So then Janet presents her doll, "Madeline Susna [sic] Sanders," and Dylan, much like he did with Hannah Rose back on that far-off Christmas day, takes the doll Janet hands him and coos and marvels at the miracle of this fresh, innocent new life and all it promises and he maketh his face to shine down upon her and the glory of the Lord shone round about them and of course we get to see Kelly all radiant in the background (KELLY TAYLOR WANTS THAT!). And why, I want to know, would Janet have to hand the baby to Dylan, who then walks around the baptismal font to hand the baby to the pastor who was standing right next to Janet in the first place? If it was the whole holding = commitment thing, then why didn’t Steve and Kelly also get to hold her for a moment? This is all just so dumb. And the pastor doesn’t actually say Maddy’s name when he baptizes her, which is actually one of the most important parts of a baptism (i.e. christening = "to dedicate and name ceremonially").

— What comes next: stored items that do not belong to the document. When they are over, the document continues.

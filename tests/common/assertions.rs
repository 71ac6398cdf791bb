// SPDX-License-Identifier: Apache-2.0
// Copyright 2025 itsakeyfut
//
// Licensed under the Apache License, Version 2.0 (the "License");
// you may not use this file except in compliance with the License.
// You may obtain a copy of the License at
//
//     http://www.apache.org/licenses/LICENSE-2.0
//
// Unless required by applicable law or agreed to in writing, software
// distributed under the License is distributed on an "AS IS" BASIS,
// WITHOUT WARRANTIES OR CONDITIONS OF ANY KIND, either express or implied.
// See the License for the specific language governing permissions and
// limitations under the License.


//! Custom assertions for bridge testing

use savebridge::core::{Bridge, Directory, EmulatorCore, MemFs, StoreIndex, StoredKind};

/// Assert the in-memory file at `path` has the expected contents
#[allow(dead_code)]
pub fn assert_file(fs: &MemFs, path: &str, expected: &[u8]) {
    let actual = fs
        .read_file(path)
        .unwrap_or_else(|e| panic!("{} not readable: {}", path, e));
    assert_eq!(
        actual,
        expected,
        "{} mismatch: expected {} bytes, got {} bytes",
        path,
        expected.len(),
        actual.len()
    );
}

/// Assert all five layout directories exist
#[allow(dead_code)]
pub fn assert_layout<C: EmulatorCore>(bridge: &Bridge<C>) {
    for dir in Directory::ALL {
        let path = bridge.layout().dir(dir);
        assert!(bridge.fs().is_dir(&path), "{} is not a directory", path);
    }
}

/// Assert a store index holds a file entry at `path`
#[allow(dead_code)]
pub fn assert_stored(index: &StoreIndex, path: &str) {
    let entry = index
        .get(path)
        .unwrap_or_else(|| panic!("{} not in store ({} entries)", path, index.len()));
    assert!(
        matches!(entry.kind, StoredKind::File(_)),
        "{} is stored as a directory",
        path
    );
}
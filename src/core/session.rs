// SPDX-License-Identifier: Apache-2.0
// Copyright 2025 itsakeyfut
//
// Licensed under the Apache License, Version 2.0 (the "License");
// you may not use this file except in compliance with the License.
// You may obtain a copy of the License at
//
//     http://www.apache.org/licenses/LICENSE-2.0
//
// Unless required by applicable law or agreed to in writing, software
// distributed under the License is distributed on an "AS IS" BASIS,
// WITHOUT WARRANTIES OR CONDITIONS OF ANY KIND, either express or implied.
// See the License for the specific language governing permissions and
// limitations under the License.

//! Loaded game session
//!
//! Records which game is loaded and where its battery save lives. The save
//! path is a pure function of the game path:
//!
//! ```text
//! /data/games/zelda.gba      -> /data/saves/zelda.sav
//! /data/games/my.game.v2.gb  -> /data/saves/my.game.v2.sav
//! ```

use super::classifier::SAVE_EXTENSION;
use super::layout::{Directory, Layout};
use super::memfs;

/// Strip the last `.`-delimited extension from a file name
///
/// A name without a `.` is returned unchanged.
pub fn strip_extension(name: &str) -> &str {
    match name.rsplit_once('.') {
        Some((stem, _)) if !stem.is_empty() => stem,
        _ => name,
    }
}

/// Resolve a game name to its absolute path
///
/// Bare names are looked up in the games directory; absolute paths are
/// taken as given.
pub fn resolve_game_path(layout: &Layout, game: &str) -> String {
    if game.starts_with('/') {
        game.to_string()
    } else {
        layout.file(Directory::Games, game)
    }
}

/// Derive the save path for a game
///
/// The extension is replaced by `.sav` and the result is moved from the
/// games directory to the saves directory. A game outside the games
/// directory still gets its save in the saves directory.
pub fn derive_save_path(layout: &Layout, game_path: &str) -> String {
    let stem = strip_extension(memfs::file_name(game_path));
    layout.file(Directory::Saves, &format!("{}.{}", stem, SAVE_EXTENSION))
}

/// The association between a loaded game and its save file
#[derive(Debug, Clone, PartialEq, Eq)]
pub struct GameSession {
    game_path: String,
    save_path: String,
}

impl GameSession {
    pub fn new(layout: &Layout, game_path: &str) -> Self {
        Self {
            game_path: game_path.to_string(),
            save_path: derive_save_path(layout, game_path),
        }
    }

    pub fn game_path(&self) -> &str {
        &self.game_path
    }

    pub fn save_path(&self) -> &str {
        &self.save_path
    }

    /// Game file name without directory or extension
    pub fn base_name(&self) -> &str {
        strip_extension(memfs::file_name(&self.game_path))
    }
}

And then Donna goes back to Dysfunction Junction, wearing her animal-print jacket again, and Noah’s there moving the last of his crap out, which includes... a lampshade... and something that looks like a brass bull. And I thought Noah’s stuff got moved out last episode in that box with the football in it. And so Donna and Noah make totally inane small talk about how they are and what they’re doing and about how David is telling each of them that the other is "happy." I’m not sure what the significance of that is supposed to be. I mean, why is Noah so melancholy and wistful when he was the one who did the dumping? I guess Donna must just be sad because it seems she always gets dumped on Christmas. And Noah goes off leaving Donna trying to make Sad Twisty Frown, which actually just look like she’s trying to get her caked lipsticked lips unstuck. Poor, sad, lonely Donna. Pass me a tissue.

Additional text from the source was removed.